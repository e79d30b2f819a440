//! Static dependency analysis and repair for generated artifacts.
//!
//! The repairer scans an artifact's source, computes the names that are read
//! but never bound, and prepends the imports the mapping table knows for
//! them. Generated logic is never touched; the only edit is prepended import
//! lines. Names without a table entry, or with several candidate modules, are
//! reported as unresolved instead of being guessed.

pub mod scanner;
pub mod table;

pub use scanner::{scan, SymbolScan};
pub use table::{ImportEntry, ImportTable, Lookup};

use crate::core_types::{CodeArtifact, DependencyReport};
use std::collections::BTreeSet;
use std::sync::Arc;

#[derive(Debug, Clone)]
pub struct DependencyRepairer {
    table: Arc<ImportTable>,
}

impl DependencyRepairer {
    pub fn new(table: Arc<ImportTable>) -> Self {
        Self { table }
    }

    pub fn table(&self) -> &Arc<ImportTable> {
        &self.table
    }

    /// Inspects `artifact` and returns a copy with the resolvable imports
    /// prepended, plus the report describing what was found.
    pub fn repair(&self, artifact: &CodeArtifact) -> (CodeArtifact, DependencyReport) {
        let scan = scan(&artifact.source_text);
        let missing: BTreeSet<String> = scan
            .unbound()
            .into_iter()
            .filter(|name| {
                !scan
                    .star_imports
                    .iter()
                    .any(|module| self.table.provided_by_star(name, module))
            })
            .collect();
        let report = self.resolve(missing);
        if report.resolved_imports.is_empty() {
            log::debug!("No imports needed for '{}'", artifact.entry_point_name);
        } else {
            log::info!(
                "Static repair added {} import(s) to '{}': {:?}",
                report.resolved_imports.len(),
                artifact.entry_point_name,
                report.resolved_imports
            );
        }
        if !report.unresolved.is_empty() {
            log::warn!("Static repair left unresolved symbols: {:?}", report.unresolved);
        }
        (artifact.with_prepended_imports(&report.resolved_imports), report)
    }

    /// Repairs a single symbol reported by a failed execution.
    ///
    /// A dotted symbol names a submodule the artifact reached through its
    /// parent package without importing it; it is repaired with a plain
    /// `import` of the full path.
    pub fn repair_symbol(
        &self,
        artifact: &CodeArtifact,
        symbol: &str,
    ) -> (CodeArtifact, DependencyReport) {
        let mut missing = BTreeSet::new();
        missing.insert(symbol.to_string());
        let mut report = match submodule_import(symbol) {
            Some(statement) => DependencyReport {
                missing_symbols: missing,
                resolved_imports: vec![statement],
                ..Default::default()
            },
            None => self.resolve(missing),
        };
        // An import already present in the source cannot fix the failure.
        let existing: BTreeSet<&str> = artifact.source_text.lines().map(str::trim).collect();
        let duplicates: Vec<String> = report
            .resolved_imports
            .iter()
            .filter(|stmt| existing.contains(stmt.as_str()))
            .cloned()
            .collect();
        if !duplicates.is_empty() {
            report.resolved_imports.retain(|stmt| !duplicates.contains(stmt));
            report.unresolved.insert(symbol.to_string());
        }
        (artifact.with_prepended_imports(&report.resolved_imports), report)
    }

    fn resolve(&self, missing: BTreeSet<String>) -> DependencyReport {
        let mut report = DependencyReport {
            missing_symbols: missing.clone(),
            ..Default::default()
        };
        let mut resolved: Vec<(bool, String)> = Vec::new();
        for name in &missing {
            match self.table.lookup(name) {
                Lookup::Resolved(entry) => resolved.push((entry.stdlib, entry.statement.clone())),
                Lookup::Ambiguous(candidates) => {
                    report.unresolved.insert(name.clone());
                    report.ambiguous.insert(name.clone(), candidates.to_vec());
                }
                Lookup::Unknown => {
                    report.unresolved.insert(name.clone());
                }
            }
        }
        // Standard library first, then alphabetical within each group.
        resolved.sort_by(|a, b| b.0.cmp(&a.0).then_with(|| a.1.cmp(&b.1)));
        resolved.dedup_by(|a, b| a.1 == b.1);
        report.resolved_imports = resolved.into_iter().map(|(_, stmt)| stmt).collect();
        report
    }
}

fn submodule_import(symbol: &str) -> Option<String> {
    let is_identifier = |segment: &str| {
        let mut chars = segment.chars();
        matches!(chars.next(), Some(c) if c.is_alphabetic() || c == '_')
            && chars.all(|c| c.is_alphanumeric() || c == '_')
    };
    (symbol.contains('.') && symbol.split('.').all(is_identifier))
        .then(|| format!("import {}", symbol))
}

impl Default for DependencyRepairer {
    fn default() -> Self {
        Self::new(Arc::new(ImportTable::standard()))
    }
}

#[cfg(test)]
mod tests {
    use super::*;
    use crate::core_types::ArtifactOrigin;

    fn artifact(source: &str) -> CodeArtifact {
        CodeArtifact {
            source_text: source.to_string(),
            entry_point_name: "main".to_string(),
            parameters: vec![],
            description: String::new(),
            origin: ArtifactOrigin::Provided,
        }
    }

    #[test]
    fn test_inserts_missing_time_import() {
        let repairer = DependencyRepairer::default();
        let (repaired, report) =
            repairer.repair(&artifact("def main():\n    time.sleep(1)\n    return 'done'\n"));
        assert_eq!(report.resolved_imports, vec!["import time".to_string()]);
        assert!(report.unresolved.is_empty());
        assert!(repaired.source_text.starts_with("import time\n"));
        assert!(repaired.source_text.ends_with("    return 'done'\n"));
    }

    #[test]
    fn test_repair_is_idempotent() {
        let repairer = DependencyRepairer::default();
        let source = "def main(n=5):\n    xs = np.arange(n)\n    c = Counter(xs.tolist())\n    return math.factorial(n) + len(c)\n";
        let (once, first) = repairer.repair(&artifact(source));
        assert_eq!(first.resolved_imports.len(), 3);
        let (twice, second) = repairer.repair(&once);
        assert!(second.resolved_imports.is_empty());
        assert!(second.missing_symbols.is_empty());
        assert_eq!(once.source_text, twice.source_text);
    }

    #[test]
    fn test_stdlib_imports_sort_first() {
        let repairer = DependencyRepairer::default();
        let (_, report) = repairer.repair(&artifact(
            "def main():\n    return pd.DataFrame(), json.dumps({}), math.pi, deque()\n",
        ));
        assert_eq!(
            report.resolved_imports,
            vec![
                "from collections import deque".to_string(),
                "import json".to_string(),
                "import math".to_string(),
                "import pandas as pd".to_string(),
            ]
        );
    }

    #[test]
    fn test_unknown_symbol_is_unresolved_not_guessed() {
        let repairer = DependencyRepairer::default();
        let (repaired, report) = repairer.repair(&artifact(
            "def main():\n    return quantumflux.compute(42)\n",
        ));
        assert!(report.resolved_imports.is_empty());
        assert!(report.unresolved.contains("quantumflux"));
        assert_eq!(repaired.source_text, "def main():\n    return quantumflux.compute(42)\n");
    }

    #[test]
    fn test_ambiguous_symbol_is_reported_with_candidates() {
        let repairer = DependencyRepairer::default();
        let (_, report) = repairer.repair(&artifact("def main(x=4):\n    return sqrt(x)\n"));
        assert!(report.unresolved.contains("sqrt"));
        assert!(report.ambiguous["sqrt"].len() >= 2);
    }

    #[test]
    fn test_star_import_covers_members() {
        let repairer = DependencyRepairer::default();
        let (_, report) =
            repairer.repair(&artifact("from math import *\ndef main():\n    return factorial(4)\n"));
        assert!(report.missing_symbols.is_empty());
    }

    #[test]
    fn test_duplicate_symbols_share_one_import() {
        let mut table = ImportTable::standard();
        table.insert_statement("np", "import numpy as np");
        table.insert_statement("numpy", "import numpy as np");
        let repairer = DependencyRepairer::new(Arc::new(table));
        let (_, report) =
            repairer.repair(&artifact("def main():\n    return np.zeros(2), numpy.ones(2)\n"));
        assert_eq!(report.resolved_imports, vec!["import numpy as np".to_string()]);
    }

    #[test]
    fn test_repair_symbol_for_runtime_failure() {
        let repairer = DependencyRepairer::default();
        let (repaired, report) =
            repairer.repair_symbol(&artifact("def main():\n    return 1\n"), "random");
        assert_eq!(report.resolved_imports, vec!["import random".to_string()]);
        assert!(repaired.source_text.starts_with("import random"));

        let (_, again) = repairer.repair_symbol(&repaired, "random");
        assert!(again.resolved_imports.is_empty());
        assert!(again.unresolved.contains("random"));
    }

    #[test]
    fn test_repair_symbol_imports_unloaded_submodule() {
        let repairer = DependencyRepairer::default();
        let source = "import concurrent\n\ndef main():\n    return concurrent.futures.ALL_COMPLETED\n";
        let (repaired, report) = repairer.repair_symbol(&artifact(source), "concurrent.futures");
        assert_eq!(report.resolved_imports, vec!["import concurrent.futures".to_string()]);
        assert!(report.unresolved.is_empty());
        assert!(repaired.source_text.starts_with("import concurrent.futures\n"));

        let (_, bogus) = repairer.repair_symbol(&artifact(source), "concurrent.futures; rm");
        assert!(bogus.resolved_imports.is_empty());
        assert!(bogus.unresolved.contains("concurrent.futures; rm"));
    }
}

:::::

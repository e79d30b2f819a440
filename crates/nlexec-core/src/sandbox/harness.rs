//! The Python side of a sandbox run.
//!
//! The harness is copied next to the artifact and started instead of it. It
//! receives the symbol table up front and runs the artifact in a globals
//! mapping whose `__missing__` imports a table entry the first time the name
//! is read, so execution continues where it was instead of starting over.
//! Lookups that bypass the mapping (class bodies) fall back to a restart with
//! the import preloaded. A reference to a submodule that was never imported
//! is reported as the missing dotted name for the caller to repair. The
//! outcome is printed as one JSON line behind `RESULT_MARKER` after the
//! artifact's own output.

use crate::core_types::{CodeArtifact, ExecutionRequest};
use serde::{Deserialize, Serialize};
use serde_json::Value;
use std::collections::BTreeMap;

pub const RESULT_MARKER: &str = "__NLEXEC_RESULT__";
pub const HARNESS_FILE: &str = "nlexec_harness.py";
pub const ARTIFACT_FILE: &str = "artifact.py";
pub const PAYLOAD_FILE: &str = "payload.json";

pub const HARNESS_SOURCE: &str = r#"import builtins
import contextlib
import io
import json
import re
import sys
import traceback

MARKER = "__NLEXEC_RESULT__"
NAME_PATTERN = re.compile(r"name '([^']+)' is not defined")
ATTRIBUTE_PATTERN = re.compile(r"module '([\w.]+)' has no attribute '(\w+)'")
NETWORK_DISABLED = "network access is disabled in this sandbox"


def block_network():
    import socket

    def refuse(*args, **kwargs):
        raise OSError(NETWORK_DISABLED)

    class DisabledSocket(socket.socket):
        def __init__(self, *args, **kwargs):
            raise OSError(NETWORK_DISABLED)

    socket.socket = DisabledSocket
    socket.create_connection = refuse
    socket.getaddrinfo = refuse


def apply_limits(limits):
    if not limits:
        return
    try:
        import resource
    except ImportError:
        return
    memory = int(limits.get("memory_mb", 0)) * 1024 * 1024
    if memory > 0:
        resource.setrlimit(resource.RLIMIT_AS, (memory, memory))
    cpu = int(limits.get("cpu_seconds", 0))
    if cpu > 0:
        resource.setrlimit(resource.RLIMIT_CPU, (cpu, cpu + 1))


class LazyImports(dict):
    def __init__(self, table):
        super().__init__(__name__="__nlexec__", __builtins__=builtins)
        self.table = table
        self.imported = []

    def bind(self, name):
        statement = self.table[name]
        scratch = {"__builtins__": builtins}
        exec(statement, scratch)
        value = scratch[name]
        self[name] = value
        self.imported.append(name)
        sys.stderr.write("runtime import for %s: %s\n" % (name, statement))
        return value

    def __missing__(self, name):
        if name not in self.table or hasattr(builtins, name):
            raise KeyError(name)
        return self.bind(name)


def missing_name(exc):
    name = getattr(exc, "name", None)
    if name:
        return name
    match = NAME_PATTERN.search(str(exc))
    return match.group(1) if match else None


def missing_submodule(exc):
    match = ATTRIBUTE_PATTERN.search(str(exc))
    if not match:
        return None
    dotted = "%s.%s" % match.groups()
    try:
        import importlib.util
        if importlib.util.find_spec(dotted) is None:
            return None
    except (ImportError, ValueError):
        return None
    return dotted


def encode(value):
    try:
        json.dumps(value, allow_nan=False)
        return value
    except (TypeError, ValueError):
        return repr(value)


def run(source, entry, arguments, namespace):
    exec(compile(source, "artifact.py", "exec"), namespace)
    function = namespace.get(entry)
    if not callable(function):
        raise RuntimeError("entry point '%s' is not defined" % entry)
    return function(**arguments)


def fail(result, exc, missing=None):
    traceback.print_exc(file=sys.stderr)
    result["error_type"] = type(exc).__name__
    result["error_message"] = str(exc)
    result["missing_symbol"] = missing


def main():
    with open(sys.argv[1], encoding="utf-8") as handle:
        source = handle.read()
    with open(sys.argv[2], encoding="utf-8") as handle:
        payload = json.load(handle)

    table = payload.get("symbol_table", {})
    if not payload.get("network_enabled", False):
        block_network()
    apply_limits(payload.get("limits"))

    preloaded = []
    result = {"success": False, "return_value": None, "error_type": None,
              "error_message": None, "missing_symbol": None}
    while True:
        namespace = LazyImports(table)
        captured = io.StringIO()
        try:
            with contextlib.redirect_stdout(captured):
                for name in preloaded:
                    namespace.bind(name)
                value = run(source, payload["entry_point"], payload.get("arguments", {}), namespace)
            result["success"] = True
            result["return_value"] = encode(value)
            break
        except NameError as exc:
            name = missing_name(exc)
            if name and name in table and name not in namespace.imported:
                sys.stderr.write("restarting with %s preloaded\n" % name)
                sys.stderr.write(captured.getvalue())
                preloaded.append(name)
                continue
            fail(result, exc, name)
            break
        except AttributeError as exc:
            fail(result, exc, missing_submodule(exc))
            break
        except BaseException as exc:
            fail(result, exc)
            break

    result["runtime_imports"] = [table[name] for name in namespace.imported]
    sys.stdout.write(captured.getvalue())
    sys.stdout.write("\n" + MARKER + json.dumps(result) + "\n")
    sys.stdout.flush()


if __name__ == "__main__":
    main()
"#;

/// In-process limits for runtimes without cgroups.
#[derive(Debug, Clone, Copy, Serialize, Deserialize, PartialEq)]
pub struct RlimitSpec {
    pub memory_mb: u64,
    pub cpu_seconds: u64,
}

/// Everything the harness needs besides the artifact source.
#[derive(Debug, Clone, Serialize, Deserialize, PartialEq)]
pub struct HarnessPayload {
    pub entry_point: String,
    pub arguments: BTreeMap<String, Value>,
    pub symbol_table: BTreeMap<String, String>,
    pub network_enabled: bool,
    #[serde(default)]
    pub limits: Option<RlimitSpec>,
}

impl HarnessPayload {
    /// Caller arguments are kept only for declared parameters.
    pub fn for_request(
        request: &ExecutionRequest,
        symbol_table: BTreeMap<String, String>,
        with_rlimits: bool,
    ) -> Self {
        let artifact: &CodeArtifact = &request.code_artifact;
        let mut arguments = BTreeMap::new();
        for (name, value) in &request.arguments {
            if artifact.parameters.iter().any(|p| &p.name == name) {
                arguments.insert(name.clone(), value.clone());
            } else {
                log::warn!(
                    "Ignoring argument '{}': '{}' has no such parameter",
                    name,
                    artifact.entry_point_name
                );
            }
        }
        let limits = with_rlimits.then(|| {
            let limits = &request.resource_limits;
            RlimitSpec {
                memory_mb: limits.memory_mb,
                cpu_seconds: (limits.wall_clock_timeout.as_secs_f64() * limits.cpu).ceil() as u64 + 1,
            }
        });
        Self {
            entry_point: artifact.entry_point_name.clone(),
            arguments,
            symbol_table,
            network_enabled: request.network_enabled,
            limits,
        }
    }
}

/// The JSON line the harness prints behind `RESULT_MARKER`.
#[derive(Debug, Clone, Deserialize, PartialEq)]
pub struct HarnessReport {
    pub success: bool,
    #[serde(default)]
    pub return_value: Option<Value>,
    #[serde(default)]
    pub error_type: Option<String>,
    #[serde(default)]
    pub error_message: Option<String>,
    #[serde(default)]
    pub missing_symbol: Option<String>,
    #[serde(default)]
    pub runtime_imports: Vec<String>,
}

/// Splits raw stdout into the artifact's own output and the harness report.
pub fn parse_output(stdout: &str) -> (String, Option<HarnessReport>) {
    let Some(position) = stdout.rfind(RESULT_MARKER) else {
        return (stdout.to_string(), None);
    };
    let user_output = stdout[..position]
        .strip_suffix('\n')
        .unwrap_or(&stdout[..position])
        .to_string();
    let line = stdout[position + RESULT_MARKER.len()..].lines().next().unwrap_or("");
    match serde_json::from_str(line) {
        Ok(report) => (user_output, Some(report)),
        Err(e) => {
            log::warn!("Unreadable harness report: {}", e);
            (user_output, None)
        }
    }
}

:::::

**Task description:** Within the records, in how many lines does the string "BTreeMap" occur? Give the number and no other text.

**Response area:** 5